GIVEN DATA: Begin

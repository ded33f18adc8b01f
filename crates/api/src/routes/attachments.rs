//! Route definitions for the admin `/admin/attachments` resource.

use axum::routing::{get, post};
use axum::Router;

use crate::handlers::attachments;
use crate::state::AppState;

/// Routes mounted at `/admin/attachments`.
///
/// ```text
/// GET    /              -> list_attachments
/// POST   /              -> upload_attachment (multipart)
/// GET    /{id}          -> get_attachment
/// DELETE /{id}          -> delete_attachment
/// POST   /batch-delete  -> batch_delete_attachments
/// ```
pub fn router() -> Router<AppState> {
    Router::new()
        .route(
            "/",
            get(attachments::list_attachments).post(attachments::upload_attachment),
        )
        .route(
            "/{id}",
            get(attachments::get_attachment).delete(attachments::delete_attachment),
        )
        .route("/batch-delete", post(attachments::batch_delete_attachments))
}
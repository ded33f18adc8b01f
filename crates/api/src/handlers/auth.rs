//! Handlers for the `/auth` resource (login, current user).

use axum::extract::State;
use axum::response::IntoResponse;
use axum::Json;
use matuto_core::error::CoreError;
use matuto_db::models::user::UserResponse;
use matuto_db::repositories::UserRepo;
use serde::{Deserialize, Serialize};

use crate::auth::jwt::generate_access_token;
use crate::auth::password::verify_password;
use crate::error::{AppError, AppResult};
use crate::middleware::auth::AuthUser;
use crate::response::DataResponse;
use crate::state::AppState;

// ---------------------------------------------------------------------------
// Request / response types
// ---------------------------------------------------------------------------

/// Request body for `POST /auth/login`.
#[derive(Debug, Deserialize)]
pub struct LoginRequest {
    pub account: String,
    pub password: String,
}

/// Successful authentication response.
#[derive(Debug, Serialize)]
pub struct AuthResponse {
    pub access_token: String,
    pub token_type: &'static str,
    /// Access token lifetime in seconds.
    pub expires_in: i64,
    pub user: UserResponse,
}

// ---------------------------------------------------------------------------
// Handlers
// ---------------------------------------------------------------------------

/// POST /api/v1/auth/login
///
/// Authenticate with account + password and return an access token.
pub async fn login(
    State(state): State<AppState>,
    Json(input): Json<LoginRequest>,
) -> AppResult<Json<AuthResponse>> {
    let invalid = || {
        AppError::Core(CoreError::Unauthorized(
            "Invalid account or password".into(),
        ))
    };

    let user = UserRepo::find_by_account(&state.pool, input.account.trim())
        .await?
        .ok_or_else(invalid)?;

    if !user.is_active() {
        return Err(AppError::Core(CoreError::Forbidden(
            "Account is disabled".into(),
        )));
    }

    let password_valid = verify_password(&input.password, &user.password_hash)
        .map_err(|e| AppError::InternalError(format!("Password verification error: {e}")))?;
    if !password_valid {
        tracing::warn!(account = %user.account, "Failed login attempt");
        return Err(invalid());
    }

    UserRepo::record_login(&state.pool, user.id).await?;

    let jwt = &state.config.jwt;
    let access_token = generate_access_token(user.id, &user.account, jwt)
        .map_err(|e| AppError::InternalError(format!("Token generation error: {e}")))?;

    tracing::info!(user_id = user.id, "User logged in");

    Ok(Json(AuthResponse {
        access_token,
        token_type: "Bearer",
        expires_in: jwt.access_token_expiry_mins * 60,
        user: user.into(),
    }))
}

/// GET /api/v1/auth/me
///
/// Profile of the authenticated administrator.
pub async fn me(auth: AuthUser, State(state): State<AppState>) -> AppResult<impl IntoResponse> {
    let user = UserRepo::find_by_id(&state.pool, auth.user_id)
        .await?
        .ok_or(AppError::Core(CoreError::NotFound {
            entity: "User",
            id: auth.user_id,
        }))?;

    Ok(Json(DataResponse {
        data: UserResponse::from(user),
    }))
}
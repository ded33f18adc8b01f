use crate::types::DbId;

#[derive(Debug, thiserror::Error)]
pub enum CoreError {
    #[error("Entity not found: {entity} with id {id}")]
    NotFound { entity: &'static str, id: DbId },

    #[error("Validation failed: {0}")]
    Validation(String),

    /// A blocking condition, e.g. deleting a category that still has children.
    #[error("Conflict: {0}")]
    Conflict(String),

    #[error("Unauthorized: {0}")]
    Unauthorized(String),

    #[error("Forbidden: {0}")]
    Forbidden(String),

    #[error("Internal error: {0}")]
    Internal(String),
}

impl CoreError {
    /// Shorthand for [`CoreError::NotFound`].
    pub fn not_found(entity: &'static str, id: DbId) -> Self {
        CoreError::NotFound { entity, id }
    }
}
//! Category entity model and DTOs.

use matuto_core::pagination::PageRequest;
use matuto_core::types::{DbId, Timestamp};
use serde::{Deserialize, Serialize};
use sqlx::FromRow;

/// A row from the `categories` table.
#[derive(Debug, Clone, FromRow, Serialize)]
pub struct Category {
    pub id: DbId,
    pub parent_id: Option<DbId>,
    pub name: String,
    pub slug: String,
    pub description: Option<String>,
    pub thumbnail: Option<String>,
    pub meta_keywords: Option<String>,
    pub meta_description: Option<String>,
    pub sort_order: i32,
    pub status: i16,
    pub created_at: Timestamp,
    pub updated_at: Timestamp,
}

/// DTO for creating a category.
///
/// A `parent_id` of `-1` (or any non-positive id) creates a root category.
#[derive(Debug, Clone, Default, Deserialize)]
pub struct CreateCategory {
    pub parent_id: Option<DbId>,
    pub name: String,
    pub slug: Option<String>,
    pub description: Option<String>,
    pub thumbnail: Option<String>,
    pub meta_keywords: Option<String>,
    pub meta_description: Option<String>,
    pub sort_order: Option<i32>,
    pub status: Option<i16>,
}

/// DTO for updating a category. All fields are optional.
///
/// `parent_id: None` keeps the current parent; a non-positive id moves the
/// category to the root.
#[derive(Debug, Clone, Default, Deserialize)]
pub struct UpdateCategory {
    pub parent_id: Option<DbId>,
    pub name: Option<String>,
    pub slug: Option<String>,
    pub description: Option<String>,
    pub thumbnail: Option<String>,
    pub meta_keywords: Option<String>,
    pub meta_description: Option<String>,
    pub sort_order: Option<i32>,
    pub status: Option<i16>,
}

/// Admin list filters (`GET /admin/categories`).
#[derive(Debug, Clone, Default, Deserialize)]
pub struct CategoryQuery {
    pub page: Option<i64>,
    pub page_size: Option<i64>,
    pub name: Option<String>,
    pub status: Option<i16>,
}

impl CategoryQuery {
    pub fn page_request(&self) -> PageRequest {
        PageRequest {
            page: self.page,
            page_size: self.page_size,
        }
    }
}
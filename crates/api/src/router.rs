//! Shared application router builder.
//!
//! Provides [`build_app_router`] so both the production binary (`main.rs`)
//! and integration tests (`tests/common/mod.rs`) use the exact same middleware
//! stack.

use std::time::Duration;

use axum::extract::DefaultBodyLimit;
use axum::http::header::{AUTHORIZATION, CONTENT_TYPE};
use axum::http::{HeaderName, Method, StatusCode};
use axum::Router;
use tower_http::catch_panic::CatchPanicLayer;
use tower_http::cors::CorsLayer;
use tower_http::request_id::{MakeRequestUuid, PropagateRequestIdLayer, SetRequestIdLayer};
use tower_http::services::ServeDir;
use tower_http::timeout::TimeoutLayer;
use tower_http::trace::{DefaultMakeSpan, DefaultOnResponse, TraceLayer};
use tracing::Level;

use crate::config::ServerConfig;
use crate::routes;
use crate::state::AppState;

/// Room for multipart boundaries and form fields around the file itself.
const MULTIPART_OVERHEAD_BYTES: usize = 64 * 1024;

/// Build the full application [`Router`] with all middleware layers.
///
/// The middleware stack is applied bottom-up:
///
/// 1. CORS
/// 2. Set request ID on incoming requests
/// 3. Structured request/response tracing
/// 4. Propagate request ID to response
/// 5. Request timeout
/// 6. Panic recovery (catch panics, return 500)
/// 7. Request body limit sized for the largest accepted upload
pub fn build_app_router(state: AppState, config: &ServerConfig) -> Router {
    let cors = build_cors_layer(config);
    let request_id_header = HeaderName::from_static("x-request-id");
    let body_limit = usize::try_from(config.storage.max_size_bytes)
        .unwrap_or(usize::MAX)
        .saturating_add(MULTIPART_OVERHEAD_BYTES);

    Router::new()
        // Health check at root level (not under /api/v1).
        .merge(routes::health::router())
        // API v1 routes.
        .nest("/api/v1", routes::api_routes())
        // Stored attachments, read-only.
        .nest_service("/uploads", ServeDir::new(&config.storage.base_path))
        // -- Middleware stack (applied bottom-up) --
        .layer(DefaultBodyLimit::max(body_limit))
        // Panic recovery: catch panics and return 500 JSON.
        .layer(CatchPanicLayer::new())
        // Request timeout.
        .layer(TimeoutLayer::with_status_code(
            StatusCode::REQUEST_TIMEOUT,
            Duration::from_secs(config.request_timeout_secs),
        ))
        // Propagate request ID to response.
        .layer(PropagateRequestIdLayer::new(request_id_header.clone()))
        // Structured request/response tracing.
        .layer(
            TraceLayer::new_for_http()
                .make_span_with(DefaultMakeSpan::new().level(Level::INFO))
                .on_response(DefaultOnResponse::new().level(Level::INFO)),
        )
        // Set request ID on incoming requests.
        .layer(SetRequestIdLayer::new(request_id_header, MakeRequestUuid))
        // CORS.
        .layer(cors)
        // Shared state.
        .with_state(state)
}

/// Build the CORS middleware layer from server configuration.
///
/// Panics at startup if any configured origin is invalid.
pub fn build_cors_layer(config: &ServerConfig) -> CorsLayer {
    let origins: Vec<_> = config
        .cors_origins
        .iter()
        .map(|o| {
            o.parse()
                .unwrap_or_else(|e| panic!("Invalid CORS origin '{o}': {e}"))
        })
        .collect();

    CorsLayer::new()
        .allow_origin(origins)
        .allow_methods([
            Method::GET,
            Method::POST,
            Method::PUT,
            Method::DELETE,
            Method::PATCH,
        ])
        .allow_headers([CONTENT_TYPE, AUTHORIZATION])
        .allow_credentials(true)
        .max_age(Duration::from_secs(3600))
}
//! Tag entity model and DTOs.

use matuto_core::pagination::PageRequest;
use matuto_core::types::{DbId, Timestamp};
use serde::{Deserialize, Serialize};
use sqlx::FromRow;

/// A row from the `tags` table.
#[derive(Debug, Clone, FromRow, Serialize)]
pub struct Tag {
    pub id: DbId,
    pub name: String,
    pub slug: String,
    pub color: String,
    pub thumbnail: Option<String>,
    pub created_at: Timestamp,
    pub updated_at: Timestamp,
}

/// Public tag listing with the number of published articles using it.
#[derive(Debug, Clone, FromRow, Serialize)]
pub struct TagUsage {
    pub id: DbId,
    pub name: String,
    pub slug: String,
    pub color: String,
    pub article_count: i64,
}

/// DTO for creating a tag. `color` defaults to `#007bff`.
#[derive(Debug, Clone, Default, Deserialize)]
pub struct CreateTag {
    pub name: String,
    pub slug: Option<String>,
    pub color: Option<String>,
    pub thumbnail: Option<String>,
}

/// DTO for updating a tag. All fields are optional.
#[derive(Debug, Clone, Default, Deserialize)]
pub struct UpdateTag {
    pub name: Option<String>,
    pub slug: Option<String>,
    pub color: Option<String>,
    pub thumbnail: Option<String>,
}

/// Admin list filters (`GET /admin/tags`).
#[derive(Debug, Clone, Default, Deserialize)]
pub struct TagQuery {
    pub page: Option<i64>,
    pub page_size: Option<i64>,
    pub name: Option<String>,
}

impl TagQuery {
    pub fn page_request(&self) -> PageRequest {
        PageRequest {
            page: self.page,
            page_size: self.page_size,
        }
    }
}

GIVEN DATA: End

Which lines in the records above contain the word "DefaultOnResponse"? Copy each one.

__EXPECTED ANSWER__.
use tower_http::trace::{DefaultMakeSpan, DefaultOnResponse, TraceLayer};
                .on_response(DefaultOnResponse::new().level(Level::INFO)),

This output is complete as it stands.